Grant: Arts in Health: Clinician and Program Surveys & Social Pharmacy Pilot

Grantee: True Health 

In 2022, Winter Park Health Foundation partnered with CFCArts and Grounded with Data to develop a survey to help identify barriers and motivators for teaching artists.  Grounded with Data created, hosted, and analyzed the results while CFCArts offered their expertise for the survey content and deployed the survey to their roster of artists. The results of the survey were presented by CFCArts and Grounded with Data at the Arts in Health collaboration meeting in December 2022 at the Center for Health & Wellbeing. 

During the Arts in Health collaboration meeting, there was agreement that data was needed from the clinical community and individual education participants to inform future arts in health work.  It was suggested that a survey like the teaching artists survey should also be conducted with clinicians to help identify their perception of arts in health and their willingness to participate in “social prescribing. Social prescribing enables physicians, nurses and other healthcare professionals to refer patients to a range of local, non-clinical services to support their health and wellbeing. It was also suggested that a small group of arts program providers update their program satisfaction surveys to better reflect the participants’ perceptions of how art program participation is affecting their wellbeing.   

This grant will provide the funding needed for the creation, distribution, and analysis of the clinician survey as well as the implementation of questions to obtain personal wellbeing status for arts program participants from a small cohort of local art program providers. 
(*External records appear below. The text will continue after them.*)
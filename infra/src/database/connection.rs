//! Database connection pool management
//!
//! Wraps a SQLx MySQL pool with health checks and the
//! embedded migration set.

use ac_shared::DatabaseConfig;
use sqlx::{
    mysql::{MySqlConnectOptions, MySqlPoolOptions},
    ConnectOptions, MySqlPool, Row,
};
use std::str::FromStr;
use std::time::Duration;
use tracing::log::LevelFilter;

use crate::InfrastructureError;

/// Database connection pool wrapper
#[derive(Clone)]
pub struct DatabasePool {
    pool: MySqlPool,
}

impl DatabasePool {
    /// Create a new database connection pool
    ///
    /// Statements are logged at debug level; statements slower than
    /// `slow_query_threshold` milliseconds are logged at warn level.
    pub async fn new(config: DatabaseConfig) -> Result<Self, InfrastructureError> {
        tracing::info!(
            max_connections = config.max_connections,
            "Creating database connection pool"
        );

        let connect_options = MySqlConnectOptions::from_str(&config.url)
            .map_err(|e| InfrastructureError::Config(format!("Invalid database URL: {}", e)))?
            .log_statements(LevelFilter::Debug)
            .log_slow_statements(
                LevelFilter::Warn,
                Duration::from_millis(config.slow_query_threshold),
            );

        let pool = MySqlPoolOptions::new()
            .max_connections(config.max_connections)
            .min_connections(1)
            .acquire_timeout(Duration::from_secs(config.connect_timeout))
            .idle_timeout(Duration::from_secs(config.idle_timeout))
            .max_lifetime(Duration::from_secs(config.max_lifetime))
            .test_before_acquire(true)
            .connect_with(connect_options)
            .await
            .map_err(|e| {
                tracing::error!(error = %e, "Failed to create database pool");
                InfrastructureError::Database(e)
            })?;

        tracing::info!("Database connection pool created successfully");

        Ok(Self { pool })
    }

    /// Get a reference to the underlying SQLx pool
    pub fn get_pool(&self) -> &MySqlPool {
        &self.pool
    }

    /// Check if the database connection is healthy
    pub async fn health_check(&self) -> Result<bool, InfrastructureError> {
        tracing::debug!("Performing database health check");

        let row = sqlx::query("SELECT 1")
            .fetch_one(&self.pool)
            .await
            .map_err(|e| {
                tracing::error!(error = %e, "Database health check failed");
                InfrastructureError::Database(e)
            })?;

        let value: i64 = row.try_get(0).unwrap_or(0);
        if value == 1 {
            Ok(true)
        } else {
            tracing::warn!(value, "Database health check returned unexpected value");
            Ok(false)
        }
    }

    /// Close all connections in the pool
    pub async fn close(&self) {
        tracing::info!("Closing database connection pool");
        self.pool.close().await;
    }

    /// Apply the embedded migrations in `infra/migrations`
    pub async fn run_migrations(&self) -> Result<(), InfrastructureError> {
        tracing::info!("Running database migrations");
        sqlx::migrate!("./migrations").run(&self.pool).await?;
        tracing::info!("Database migrations completed");
        Ok(())
    }
}
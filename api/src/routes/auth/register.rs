use actix_web::{web, HttpResponse};
use validator::Validate;

use ac_core::repositories::{TokenRepository, UserRepository, VerificationCodeRepository};
use ac_core::services::verification::NotificationServiceTrait;
use ac_shared::utils::email::mask_email;
use ac_shared::utils::phone::mask_phone_number;

use crate::dto::auth::{RegisterRequest, RegisterResponse};
use crate::handlers::ApiError;

use super::AppState;

/// Handler for POST /api/v1/auth/register
///
/// Creates an inactive account and emails it a confirmation code.
///
/// # Request Body
///
/// ```json
/// { "email": "alice@example.com", "phone_number": "+61412345678" }
/// ```
///
/// Either field may be omitted, but not both.
///
/// # Response
///
/// 201 Created with the generated username and whether the code was sent.
pub async fn register<U, C, N, T>(
    state: web::Data<AppState<U, C, N, T>>,
    request: web::Json<RegisterRequest>,
) -> Result<HttpResponse, ApiError>
where
    U: UserRepository + 'static,
    C: VerificationCodeRepository + 'static,
    N: NotificationServiceTrait + 'static,
    T: TokenRepository + 'static,
{
    let request = request.into_inner();
    request.validate()?;

    log::info!(
        "Processing registration for email: {}, phone: {}",
        request.email.as_deref().map(mask_email).unwrap_or_default(),
        request
            .phone_number
            .as_deref()
            .map(mask_phone_number)
            .unwrap_or_default()
    );

    let result = state
        .auth_service
        .register(request.email.as_deref(), request.phone_number.as_deref())
        .await?;

    let message = if result.issued.delivered {
        "Account created. Check your email for the verification code."
    } else if result.user.has_email() {
        "Account created, but the verification code could not be sent."
    } else {
        "Account created."
    };

    Ok(HttpResponse::Created().json(RegisterResponse {
        user_id: result.user.id,
        username: result.user.username,
        email: result.user.email,
        phone_number: result.user.phone_number,
        code_sent: result.issued.delivered,
        message: message.to_string(),
    }))
}
//! Outbound email configuration

use serde::{Deserialize, Serialize};

/// Which email backend delivers verification codes
#[derive(Debug, Clone, Copy, PartialEq, Eq, Deserialize, Serialize, Default)]
#[serde(rename_all = "lowercase")]
pub enum EmailProvider {
    /// Logs messages instead of sending them
    #[default]
    Mock,
    /// HTTP mail relay (JSON POST with bearer API key)
    Http,
}

impl std::str::FromStr for EmailProvider {
    type Err = String;

    fn from_str(s: &str) -> Result<Self, Self::Err> {
        match s.to_lowercase().as_str() {
            "mock" => Ok(EmailProvider::Mock),
            "http" => Ok(EmailProvider::Http),
            _ => Err(format!("Invalid email provider: {}", s)),
        }
    }
}

/// Email delivery configuration
#[derive(Debug, Clone, Deserialize, Serialize)]
pub struct EmailConfig {
    /// Delivery backend
    pub provider: EmailProvider,

    /// Mail relay endpoint (HTTP provider only)
    #[serde(default)]
    pub api_url: String,

    /// Mail relay API key (HTTP provider only)
    #[serde(default)]
    pub api_key: String,

    /// Sender address
    pub from_address: String,

    /// Subject line for verification code emails
    pub subject: String,

    /// Maximum delivery attempts per message
    pub max_retries: u32,

    /// Initial retry delay in milliseconds
    pub retry_delay_ms: u64,

    /// Per-request timeout in seconds
    pub request_timeout_secs: u64,
}

impl Default for EmailConfig {
    fn default() -> Self {
        Self {
            provider: EmailProvider::default(),
            api_url: String::new(),
            api_key: String::new(),
            from_address: String::from("no-reply@authcode.local"),
            subject: String::from("Your verification code"),
            max_retries: 3,
            retry_delay_ms: 500,
            request_timeout_secs: 10,
        }
    }
}

impl EmailConfig {
    /// Create from environment variables
    pub fn from_env() -> Self {
        let defaults = Self::default();
        Self {
            provider: std::env::var("EMAIL_PROVIDER")
                .ok()
                .and_then(|v| v.parse().ok())
                .unwrap_or(defaults.provider),
            api_url: std::env::var("EMAIL_API_URL").unwrap_or(defaults.api_url),
            api_key: std::env::var("EMAIL_API_KEY").unwrap_or(defaults.api_key),
            from_address: std::env::var("EMAIL_FROM").unwrap_or(defaults.from_address),
            subject: std::env::var("EMAIL_SUBJECT").unwrap_or(defaults.subject),
            max_retries: std::env::var("EMAIL_MAX_RETRIES")
                .ok()
                .and_then(|v| v.parse().ok())
                .unwrap_or(defaults.max_retries),
            retry_delay_ms: std::env::var("EMAIL_RETRY_DELAY_MS")
                .ok()
                .and_then(|v| v.parse().ok())
                .unwrap_or(defaults.retry_delay_ms),
            request_timeout_secs: std::env::var("EMAIL_REQUEST_TIMEOUT_SECS")
                .ok()
                .and_then(|v| v.parse().ok())
                .unwrap_or(defaults.request_timeout_secs),
        }
    }
}

#[cfg(test)]
mod tests {
    use super::*;

    #[test]
    fn test_provider_parsing() {
        assert_eq!("HTTP".parse::<EmailProvider>().unwrap(), EmailProvider::Http);
        assert_eq!("mock".parse::<EmailProvider>().unwrap(), EmailProvider::Mock);
        assert!("smtp".parse::<EmailProvider>().is_err());
    }
}
pub mod error;

pub use error::ApiError;
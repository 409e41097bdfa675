//! Verification code entity for email-based account confirmation and login.

use chrono::{DateTime, Duration, Utc};
use constant_time_eq::constant_time_eq;
use rand::{rngs::OsRng, Rng};
use serde::{Deserialize, Serialize};
use uuid::Uuid;

/// Length of the verification code
pub const CODE_LENGTH: usize = 6;

/// Default validity window for verification codes (15 minutes)
pub const DEFAULT_WINDOW_MINUTES: i64 = 15;

/// A one-time code issued to a user
///
/// Records are never deleted; a consumed code keeps `used = true` as an
/// audit trail. Several unused codes for the same user may coexist.
#[derive(Debug, Clone, PartialEq, Eq, Serialize, Deserialize)]
pub struct VerificationCode {
    /// Unique identifier for the verification code
    pub id: Uuid,

    /// Owning user
    pub user_id: Uuid,

    /// The 6-digit verification code
    pub code: String,

    /// Timestamp when the code was issued
    pub created_at: DateTime<Utc>,

    /// Whether the code has been consumed
    pub used: bool,
}

impl VerificationCode {
    /// Creates a new unused code with a cryptographically secure random value
    pub fn new(user_id: Uuid) -> Self {
        Self::with_code(user_id, Self::generate_code())
    }

    /// Creates a new unused code with an explicit value
    pub fn with_code(user_id: Uuid, code: impl Into<String>) -> Self {
        Self {
            id: Uuid::new_v4(),
            user_id,
            code: code.into(),
            created_at: Utc::now(),
            used: false,
        }
    }

    /// Generates a random zero-padded 6-digit code from the OS CSPRNG
    pub fn generate_code() -> String {
        let code: u32 = OsRng.gen_range(0..1_000_000);
        format!("{:06}", code)
    }

    /// Checks whether a string has the shape of a verification code
    pub fn is_well_formed(code: &str) -> bool {
        code.len() == CODE_LENGTH && code.chars().all(|c| c.is_ascii_digit())
    }

    /// Time elapsed between issuance and `now`
    pub fn elapsed_at(&self, now: DateTime<Utc>) -> Duration {
        now - self.created_at
    }

    /// Whether more than `window` has elapsed since issuance at `now`
    pub fn is_expired_at(&self, now: DateTime<Utc>, window: Duration) -> bool {
        self.elapsed_at(now) > window
    }

    /// Constant-time comparison against a submitted value
    pub fn matches(&self, submitted: &str) -> bool {
        self.code.len() == submitted.len() && constant_time_eq(self.code.as_bytes(), submitted.as_bytes())
    }

    /// Marks the verification code as used
    pub fn mark_used(&mut self) {
        self.used = true;
    }
}
pub mod r#trait {
    pub use super::trait_::*;
}
#[path = "trait.rs"]
mod trait_;
pub mod memory;

pub use memory::InMemoryUserRepository;
pub use r#trait::UserRepository;
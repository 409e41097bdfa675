//! MySQL repository implementations

mod token_repository_impl;
pub(crate) mod user_repository_impl;
mod verification_code_repository_impl;

pub use token_repository_impl::MySqlTokenRepository;
pub use user_repository_impl::MySqlUserRepository;
pub use verification_code_repository_impl::MySqlVerificationCodeRepository;

use ac_core::errors::DomainError;

/// Maps a SQLx failure to a domain error, logging the cause
pub(crate) fn db_error(context: &str, error: sqlx::Error) -> DomainError {
    tracing::error!(error = %error, context, "Database operation failed");
    DomainError::Internal {
        message: format!("{}: {}", context, error),
    }
}

/// Parses a CHAR(36) UUID column
pub(crate) fn parse_uuid(value: &str) -> Result<uuid::Uuid, DomainError> {
    uuid::Uuid::parse_str(value).map_err(|e| DomainError::Internal {
        message: format!("Invalid UUID in database: {}", e),
    })
}
//! Main token service implementation

use chrono::Duration;
use jsonwebtoken::{decode, encode, errors::ErrorKind, DecodingKey, EncodingKey, Header, Validation};
use rand::{distributions::Alphanumeric, rngs::OsRng, Rng};
use sha2::{Digest, Sha256};
use std::sync::Arc;

use crate::domain::entities::token::{Claims, RefreshToken, TokenPair};
use crate::domain::entities::user::User;
use crate::errors::{AuthError, DomainError, TokenError};
use crate::repositories::TokenRepository;

use super::config::{TokenServiceConfig, REFRESH_TOKEN_LENGTH};

/// Service for managing JWT access tokens and refresh tokens
pub struct TokenService<R: TokenRepository> {
    repository: Arc<R>,
    config: TokenServiceConfig,
    encoding_key: EncodingKey,
    decoding_key: DecodingKey,
    validation: Validation,
}

impl<R: TokenRepository> TokenService<R> {
    /// Creates a new token service instance
    pub fn new(repository: Arc<R>, config: TokenServiceConfig) -> Self {
        let encoding_key = EncodingKey::from_secret(config.jwt_secret.as_bytes());
        let decoding_key = DecodingKey::from_secret(config.jwt_secret.as_bytes());

        let mut validation = Validation::new(config.algorithm);
        validation.set_issuer(&[config.issuer.as_str()]);
        validation.set_audience(&[config.audience.as_str()]);
        validation.validate_exp = true;
        validation.validate_nbf = true;

        Self {
            repository,
            config,
            encoding_key,
            decoding_key,
            validation,
        }
    }

    /// Generates an access token and a persisted refresh token for `user`
    ///
    /// # Errors
    ///
    /// * `TokenError::TokenGenerationFailed` - Signing or persisting failed
    pub async fn generate_tokens(&self, user: &User) -> Result<TokenPair, DomainError> {
        let claims = Claims::new(
            user.id,
            user.is_email_verified,
            Duration::seconds(self.config.access_token_expiry_secs),
            self.config.issuer.clone(),
            self.config.audience.clone(),
        );
        let access_token = self.encode_jwt(&claims)?;

        let refresh_token = Self::generate_refresh_token_string();
        let record = RefreshToken::new(
            user.id,
            Self::hash_token(&refresh_token),
            Duration::seconds(self.config.refresh_token_expiry_secs),
        );
        self.repository
            .save_refresh_token(record)
            .await
            .map_err(|e| {
                tracing::error!(
                    user_id = %user.id,
                    error = %e,
                    event = "refresh_token_storage_failed",
                    "Failed to store refresh token"
                );
                DomainError::Token(TokenError::TokenGenerationFailed)
            })?;

        Ok(TokenPair::new(
            access_token,
            refresh_token,
            self.config.access_token_expiry_secs,
            self.config.refresh_token_expiry_secs,
        ))
    }

    /// Verifies an access token's signature, lifetime, issuer and audience
    pub fn verify_access_token(&self, token: &str) -> Result<Claims, DomainError> {
        decode::<Claims>(token, &self.decoding_key, &self.validation)
            .map(|data| data.claims)
            .map_err(|e| match e.kind() {
                ErrorKind::ExpiredSignature => DomainError::Token(TokenError::TokenExpired),
                _ => DomainError::Token(TokenError::InvalidTokenFormat),
            })
    }

    /// Revokes a refresh token, ending the session it belongs to
    ///
    /// # Errors
    ///
    /// * `AuthError::InvalidOrExpiredToken` - Unknown, expired or already revoked token
    /// * `AuthError::UnknownFailure` - The revocation list could not be consulted
    pub async fn revoke_refresh_token(&self, token: &str) -> Result<(), DomainError> {
        let token_hash = Self::hash_token(token);

        let stored = self
            .repository
            .find_refresh_token(&token_hash)
            .await
            .map_err(|e| Self::revocation_failure(&e))?;

        match stored {
            Some(record) if record.is_valid() => {}
            _ => return Err(AuthError::InvalidOrExpiredToken.into()),
        }

        let revoked = self
            .repository
            .revoke_token(&token_hash)
            .await
            .map_err(|e| Self::revocation_failure(&e))?;

        if !revoked {
            return Err(AuthError::InvalidOrExpiredToken.into());
        }
        Ok(())
    }

    fn revocation_failure(error: &DomainError) -> DomainError {
        tracing::error!(
            error = %error,
            event = "token_revocation_failed",
            "Failed to revoke refresh token"
        );
        AuthError::UnknownFailure.into()
    }

    fn encode_jwt(&self, claims: &Claims) -> Result<String, DomainError> {
        let header = Header::new(self.config.algorithm);
        encode(&header, claims, &self.encoding_key)
            .map_err(|_| DomainError::Token(TokenError::TokenGenerationFailed))
    }

    fn generate_refresh_token_string() -> String {
        OsRng
            .sample_iter(&Alphanumeric)
            .take(REFRESH_TOKEN_LENGTH)
            .map(char::from)
            .collect()
    }

    /// SHA-256 hex digest used as the refresh token storage key
    pub fn hash_token(token: &str) -> String {
        let mut hasher = Sha256::new();
        hasher.update(token.as_bytes());
        format!("{:x}", hasher.finalize())
    }
}
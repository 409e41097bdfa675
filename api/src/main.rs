use actix_web::{web, HttpServer};
use anyhow::Context;
use log::{info, warn};
use std::sync::Arc;

use ac_api::app::create_app;
use ac_api::routes::auth::AppState;
use ac_core::services::auth::{AuthService, AuthServiceConfig};
use ac_core::services::token::{TokenService, TokenServiceConfig};
use ac_core::services::verification::{VerificationService, VerificationServiceConfig};
use ac_infra::database::{
    DatabasePool, MySqlTokenRepository, MySqlUserRepository, MySqlVerificationCodeRepository,
};
use ac_infra::notification::{create_email_service, EmailServiceAdapter};
use ac_shared::AppConfig;

#[actix_web::main]
async fn main() -> anyhow::Result<()> {
    dotenvy::dotenv().ok();

    let config = AppConfig::from_env();

    env_logger::init_from_env(
        env_logger::Env::new().default_filter_or(config.logging.level.as_str()),
    );

    info!("Starting Authcode API server ({})", config.environment);

    config
        .validate()
        .map_err(anyhow::Error::msg)
        .context("invalid configuration")?;
    if config.auth.jwt.is_using_default_secret() {
        warn!("JWT_SECRET is not set; using the development default");
    }

    let pool = DatabasePool::new(config.database.clone())
        .await
        .context("failed to connect to the database")?;
    pool.run_migrations()
        .await
        .context("failed to apply database migrations")?;

    let user_repository = Arc::new(MySqlUserRepository::new(pool.get_pool().clone()));
    let code_repository = Arc::new(MySqlVerificationCodeRepository::new(pool.get_pool().clone()));
    let token_repository = Arc::new(MySqlTokenRepository::new(pool.get_pool().clone()));

    let email_service =
        create_email_service(&config.email).context("failed to configure email delivery")?;
    let notifier = Arc::new(EmailServiceAdapter::new(
        email_service,
        config.email.subject.clone(),
    ));
    info!("Email provider: {}", notifier.provider_name());

    let verification_service = Arc::new(VerificationService::new(
        code_repository,
        notifier,
        VerificationServiceConfig::from(&config.verification),
    ));
    let token_service = Arc::new(TokenService::new(
        token_repository,
        TokenServiceConfig::from(&config.auth.jwt),
    ));
    let auth_service = Arc::new(AuthService::new(
        user_repository,
        verification_service,
        token_service,
        AuthServiceConfig::default(),
    ));

    let app_state = web::Data::new(AppState::new(auth_service));
    let bind_address = config.server.bind_address();
    info!("Server will bind to: {}", bind_address);

    let mut server = HttpServer::new(move || create_app(app_state.clone()));
    if config.server.workers > 0 {
        server = server.workers(config.server.workers);
    }

    server
        .bind(&bind_address)
        .with_context(|| format!("failed to bind {}", bind_address))?
        .run()
        .await?;

    pool.close().await;
    Ok(())
}
//! Verification code policy configuration

use serde::{Deserialize, Serialize};

/// Longest accepted validity window (one week)
pub const MAX_WINDOW_MINUTES: i64 = 7 * 24 * 60;

/// Validity windows for the two code-consuming flows
///
/// Registration confirmation and login use separate windows even though
/// both default to 15 minutes.
#[derive(Debug, Clone, Deserialize, Serialize)]
pub struct VerificationConfig {
    /// Minutes a registration confirmation code stays consumable
    pub registration_window_minutes: i64,

    /// Minutes a login code stays consumable
    pub login_window_minutes: i64,
}

impl Default for VerificationConfig {
    fn default() -> Self {
        Self {
            registration_window_minutes: 15,
            login_window_minutes: 15,
        }
    }
}

impl VerificationConfig {
    /// Create from environment variables
    pub fn from_env() -> Self {
        let defaults = Self::default();
        Self {
            registration_window_minutes: std::env::var("VERIFICATION_REGISTRATION_WINDOW_MINUTES")
                .ok()
                .and_then(|v| v.parse().ok())
                .unwrap_or(defaults.registration_window_minutes),
            login_window_minutes: std::env::var("VERIFICATION_LOGIN_WINDOW_MINUTES")
                .ok()
                .and_then(|v| v.parse().ok())
                .unwrap_or(defaults.login_window_minutes),
        }
    }
}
Additionally, this grant will support the buildout and implementation of a social pharmacy at True Health, a private, non-profit community health center, which has served Central Florida since 1977. The organization operates eight locations within Orange and Seminole Counties, which includes eight neighborhood health centers.) The social pharmacy will be utilized by case managers to directly link True Health patients with non-medical interventions like arts, cultural, and social events and programming, with the aim to reduce the burden of healthcare concerns and chronic disease and improve overall patient wellbeing. The Center for Health & Wellbeing’s Community Education programming, along with other WPHF partners including libraries and CFCArts, will be primary sources for referrals.  Funding will help with staff time to create the virtual hub of community resources as well as purchase tickets for patients’ admission to or participation in key events/programs.